How? By moving to import less expensive medications from Canada.
Vermont lawmakers are considering legislation to create an agency which would buy popular prescription medicines in bulk from Canada, and then distribute to pharmacies in the state. Utah, Oklahoma and West Virginia have proposed similar measures.
The state senator Ginny Lyons, who sponsored the Vermont bill, said that without government price controls, “pharmaceutical companies are getting away with murder,” in the US.
The goal is to come together and put pressure on Congress to act. All of the measures under consideration would require Congressional approval.
“People are making choices between food and prescription drugs. We can’t allow that to continue, so we’re trying to take matters into our own hands,” she said.
“When a lot of little fish get together, it has meaning for the members of Congress.”

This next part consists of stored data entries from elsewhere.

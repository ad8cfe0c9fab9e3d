//! # CFDP destination entity module
//!
//! The [IncomingTransfer] state machine models the receiving side of one transaction. It is
//! created by the registry when the first PDU of an unknown transaction arrives, accumulates
//! file data in a sparse [DataFile], requests retransmission of lost segments via NAK in
//! acknowledged mode, verifies the modular checksum against the EOF PDU and delivers the
//! completed file to the [Filestore]. Transfers requiring a closure handshake send a
//! Finished PDU and retry it on a bounded timer until its ACK arrives.
//!
//! Like the sending side, the transfer is driven entirely by its sequencer:
//! [IncomingTransfer::handle_pdu] for inbound PDUs and the periodic
//! [IncomingTransfer::tick] for timer expiries, with the current time passed in explicitly.
use std::sync::Arc;
use std::time::{Instant, SystemTime};

use hashbrown::HashMap;
use smallvec::SmallVec;

use crate::datafile::DataFile;
use crate::filestore::Filestore;
use crate::pdu::finished::{DeliveryCode, FileStatus};
use crate::pdu::metadata::CHECKSUM_TYPE_MODULAR;
use crate::pdu::{
    AckPdu, CfdpPdu, Direction, DirectiveType, EofPdu, FinishedPdu, MetadataPdu, NakPdu,
    PduHeader, PduPayload, SegmentRequest,
};
use crate::registry::{ETYPE_FIN_LIMIT_REACHED, ETYPE_TRANSFER_FINISHED};
use crate::timer::{Expiry, RetryTimer};
use crate::{
    CfdpConfig, ConditionCode, EventSeverity, EventSink, FaultHandlers, FaultHandlingAction,
    PduSender, TransactionId, TransferDirection, TransferMonitor, TransferSnapshot,
    TransferState, TransmissionMode,
};

/// Protocol sub-state of the receiving side.
#[derive(Debug, Copy, Clone, PartialEq, Eq)]
enum IncomingState {
    ReceivingData,
    Fin,
    Completed,
}

pub struct IncomingTransfer {
    id: u64,
    transaction_id: TransactionId,
    /// Header template for PDUs sent back to the initiator.
    header: PduHeader,
    state: IncomingState,
    lifecycle: TransferState,
    acknowledged: bool,
    metadata: Option<MetadataPdu>,
    datafile: DataFile,
    eof: Option<EofPdu>,
    /// The Finished PDU last sent, resent by the FIN retry timer and echoed into the final
    /// outcome when its ACK arrives.
    sent_finished: Option<FinishedPdu>,
    deferred_cancel: Option<ConditionCode>,
    checksum_failed: bool,
    saved_object: Option<String>,
    nak_timer: RetryTimer,
    fin_timer: RetryTimer,
    check_timer: RetryTimer,
    inactivity_timer: RetryTimer,
    immediate_nak: bool,
    eof_ack_while_suspended: bool,
    max_file_size: u64,
    fault_handlers: FaultHandlers,
    bucket: String,
    errors: Vec<String>,
    creation_time: SystemTime,
    filestore: Arc<dyn Filestore>,
    sender: Arc<dyn PduSender>,
    events: Arc<dyn EventSink>,
    monitor: Arc<dyn TransferMonitor>,
}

But not everyone agrees that importing drugs from Canada is a wise move: after the U.S., Canada's drugs are the most expensive. Further, the U.S. population is potentially too large for widespread imports to address the problem adequately.
Dr Joel Lexchin, a former emergency department physician and drug policy expert from York University in Toronto, Canada, said that it’s “fine for an individual” to drive up to Canada and buy drugs, but that the US government needs to tackle drug pricing for a sustainable solution.
“Even if the US bought every pill in Canada, you have almost 10 times the population. This is not going to solve the problem of drug prices in the United States,” said Lexchin. “The solution is for the US to start regulating its own prices. And you can do that.”